Lastly, as noted above, we used the list of items generated in the U.S. study, which was based on a 2010 literature review. It is possible that more recent literature may include additional recommended practices and competencies.
Conclusion
A predefined set of health literacy competencies derived from an American study was assessed for its relevance for European health care personnel via a Delphi process with health literacy experts from different professional backgrounds. For the final set of 94 health literacy competencies, eight original items were excluded and eight new items were included and given individual ranks based on importance and appropriateness. Due to high acceptance by the health literacy experts, it is recommended that the set of health literacy competencies can serve as a basis for curriculum or for a guideline and clinical assessment by different stakeholders, such as health educators, practitioners, or policy makers.

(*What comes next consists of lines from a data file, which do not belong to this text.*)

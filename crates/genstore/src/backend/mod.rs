//! # Storage Backends
//!
//! Scheme-specific load/store. The set of backends is closed, so dispatch is a
//! plain enum rather than a trait object.

pub mod file;
pub mod registry;

use crate::error::Result;
use crate::generator::Generator;
use crate::reference::Reference;

pub use file::FileBackend;
pub use registry::RegistryBackend;

#[derive(Clone, Debug)]
pub enum Backend {
    /// `file://` references, read from and written to the local filesystem.
    File(FileBackend),
    /// `registry://` (and `oci://`) references, as single-layer OCI artifacts.
    Registry(RegistryBackend),
}

impl Backend {
    pub async fn load(&self, reference: &Reference) -> Result<Generator> {
        match self {
            Backend::File(file) => file.load(reference).await,
            Backend::Registry(registry) => registry.load(reference).await,
        }
    }

    pub async fn store(&self, reference: &Reference, generator: &Generator) -> Result<()> {
        match self {
            Backend::File(file) => file.store(reference, generator).await,
            Backend::Registry(registry) => registry.store(reference, generator).await,
        }
    }

    pub fn name(&self) -> &'static str {
        match self {
            Backend::File(_) => "file",
            Backend::Registry(_) => "registry",
        }
    }
}
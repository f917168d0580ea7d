//! # Provisioner
//!
//! What a reconciliation loop calls: resolve a generator reference, run it on
//! the dashboard's configuration and hand back the generated payload. Any
//! error is terminal for the attempt; [`Error::is_retryable`] tells the caller
//! whether a later attempt could succeed.
//!
//! [`Error::is_retryable`]: crate::Error::is_retryable

use std::time::Duration;

use genrun::ExecutionResult;
use genrun::Runtime;
use genstore::Generator;
use genstore::Reference;
use genstore::Store;
use tracing::info;
use tracing::instrument;

use crate::config::Config;
use crate::error::Result;

#[derive(Clone)]
pub struct Provisioner {
    store: Store,
    runtime: Runtime,
}

impl Provisioner {
    pub fn new(config: Config) -> Result<Self> {
        Ok(Self {
            store: Store::new(config.store)?,
            runtime: Runtime::new(config.runtime)?,
        })
    }

    pub fn from_parts(store: Store, runtime: Runtime) -> Self {
        Self { store, runtime }
    }

    pub fn store(&self) -> &Store {
        &self.store
    }

    pub fn runtime(&self) -> &Runtime {
        &self.runtime
    }

    /// Loads the generator at `reference` and runs it on `payload` under the
    /// configured timeout.
    pub async fn generate(&self, reference: &Reference, payload: &[u8]) -> Result<ExecutionResult> {
        self.generate_with_timeout(reference, payload, self.runtime.default_timeout())
            .await
    }

    #[instrument(skip(self, reference, payload), fields(reference = %reference, input = payload.len()), err)]
    pub async fn generate_with_timeout(
        &self,
        reference: &Reference,
        payload: &[u8],
        timeout: Duration,
    ) -> Result<ExecutionResult> {
        let generator = self.store.load(reference).await?;
        let result = self.runtime.execute(&generator, payload, timeout).await?;

        info!(digest = %generator.digest(), output = result.payload.len(), "generated");
        Ok(result)
    }

    /// Publishes `bin` under `reference`.
    #[instrument(skip(self, reference, bin), fields(reference = %reference), err)]
    pub async fn publish(&self, reference: &Reference, bin: impl Into<Vec<u8>>) -> Result<Generator> {
        let generator = Generator::new(bin);
        self.store.store(reference, &generator).await?;

        info!(digest = %generator.digest(), size = generator.len(), "published");
        Ok(generator)
    }
}
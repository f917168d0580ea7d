//! # Artifact References
//!
//! A reference is a URI naming a generator: `<scheme>://<host>/<path>[:<tag>]`
//! or, for registries, `<scheme>://<host>/<path>@<digest>`.
//!
//! References carry no behavior; the scheme selects a backend in the
//! [`Store`](crate::store::Store) and the backend interprets the rest.

use std::path::PathBuf;
use std::str::FromStr;

use percent_encoding::percent_decode_str;
use url::Url;

use crate::error::Error;
use crate::error::Result;

/// Tag used when a registry reference names neither a tag nor a digest.
pub const DEFAULT_TAG: &str = "latest";

#[derive(Clone, Debug, PartialEq, Eq, Hash)]
pub struct Reference {
    url: Url,
    /// Authority as written; `url` lowercases hosts of special schemes.
    raw_host: String,
}

impl Reference {
    pub fn parse(input: &str) -> Result<Self> {
        let url = Url::parse(input)
            .map_err(|e| Error::InvalidReference(format!("{:?}: {}", input, e)))?;
        Ok(Self {
            url,
            raw_host: raw_authority(input).to_string(),
        })
    }

    pub fn scheme(&self) -> &str {
        self.url.scheme()
    }

    /// Host name without port. Empty for host-less references such as `file:///x`.
    pub fn host(&self) -> &str {
        self.url.host_str().unwrap_or_default()
    }

    pub fn port(&self) -> Option<u16> {
        self.url.port()
    }

    /// `host[:port]`, the registry endpoint of the reference.
    pub fn authority(&self) -> String {
        match self.port() {
            Some(port) => format!("{}:{}", self.host(), port),
            None => self.host().to_string(),
        }
    }

    pub fn path(&self) -> &str {
        self.url.path()
    }

    /// Repository name: the path without its leading slash, tag or digest.
    pub fn repository(&self) -> &str {
        let path = self.path().trim_start_matches('/');
        if let Some((repository, _)) = path.split_once('@') {
            return repository;
        }
        match tag_split(path) {
            Some(split) => &path[..split],
            None => path,
        }
    }

    /// The `:tag` component, if any.
    pub fn tag(&self) -> Option<&str> {
        let path = self.path().trim_start_matches('/');
        if path.contains('@') {
            return None;
        }
        tag_split(path).map(|split| &path[split + 1..])
    }

    /// The `@digest` component, if any.
    pub fn digest(&self) -> Option<&str> {
        self.path()
            .split_once('@')
            .map(|(_, digest)| digest)
            .filter(|digest| !digest.is_empty())
    }

    /// Tag or digest to resolve, falling back to [`DEFAULT_TAG`].
    pub fn reference_or_default(&self) -> &str {
        self.digest().or(self.tag()).unwrap_or(DEFAULT_TAG)
    }

    /// Filesystem location for `file://` references.
    ///
    /// `file:///abs/path` maps to `/abs/path`; `file://dir/name` maps to the
    /// relative path `dir/name`, with `dir` kept as written and the rest
    /// percent-decoded.
    pub fn to_file_path(&self) -> Result<PathBuf> {
        let host = self.host();
        if host.is_empty() || host == "localhost" {
            return self
                .url
                .to_file_path()
                .map_err(|_| Error::InvalidReference(format!("{} is not a file path", self)));
        }
        let path = percent_decode_str(self.path())
            .decode_utf8()
            .map_err(|e| Error::InvalidReference(format!("{}: {}", self, e)))?;
        Ok(PathBuf::from(&self.raw_host).join(path.trim_start_matches('/')))
    }

    pub fn as_str(&self) -> &str {
        self.url.as_str()
    }
}

/// The `host[:port]` of `input` exactly as written.
fn raw_authority(input: &str) -> &str {
    input
        .split_once("://")
        .and_then(|(_, rest)| rest.split(['/', '?', '#']).next())
        .unwrap_or_default()
}

/// Byte offset of the `:` separating the last path segment from its tag.
fn tag_split(path: &str) -> Option<usize> {
    let name_start = path.rfind('/').map(|i| i + 1).unwrap_or(0);
    path[name_start..].rfind(':').map(|i| name_start + i)
}

impl FromStr for Reference {
    type Err = Error;

    fn from_str(s: &str) -> Result<Self> {
        Self::parse(s)
    }
}

impl std::fmt::Display for Reference {
    fn fmt(&self, f: &mut std::fmt::Formatter<'_>) -> std::fmt::Result {
        f.write_str(self.as_str())
    }
}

Implications and Recommendations
The set of health literacy competencies confirmed in this study can provide a sound basis for further development of curricula for health professionals while taking into account the inter- and multi-professional learning objectives for health literacy education in different national settings in Europe. One main concern with the U.S. consensus study was that the final list was too long and unprioritized. Our study has this same limitation. Efforts are underway in the U.S. to rank the order of the items (Coleman et al., 2017) and a similar follow-up prioritization study may be needed to aid European educators, clinicians, and policy makers. Furthermore, more detailed analysis of the different rating levels together with the written input from the experts can be used in developing educational and training material, questionnaires for assessments or guidelines, and protocols for clinical practitioners.
In the future, more detailed investigation is needed about the health literacy adjusting and implementation processes related to the different European health systems and professional groups. This set of health literacy competencies can also be further assessed in national settings with country experts to ensure adjustment to the different cultures and health systems. Depending on use, a larger and more representative sample such as experts from nonmedical professions, students, patients, and their relatives could also be explored in further research.
To get a more detailed overview of the value of each competency, other ranking categories instead of appropriateness and importance could be used. In addition, instead of applying the 4-point Likert scale, a smaller or bigger scale, such as a 5-point-Likert-scale used by Bachmann et al. (2013) in their Delphi study on core curriculum development for health communication could have been chosen. Having more rounds than three would also possibly improve the validity. In addition, including the evaluation of the entire list of health literacy competencies to each round, instead of only the ones without consensus together with the new items, could also further strengthen the validity of the results..
If intended to create a shorter standardized guideline for core competencies, the desired amount of competencies could also be predetermined in advance to reach more essential competencies as in the Delphi study on nursing core competencies by Lock (2011), in which 192 standards were reduced to a core set of 12. However, at this stage, the assessed set of health literacy competencies for health personnel in Europe provides new material for policy makers, health practitioners, and educators in different European countries that is applicable to various settings and assessments.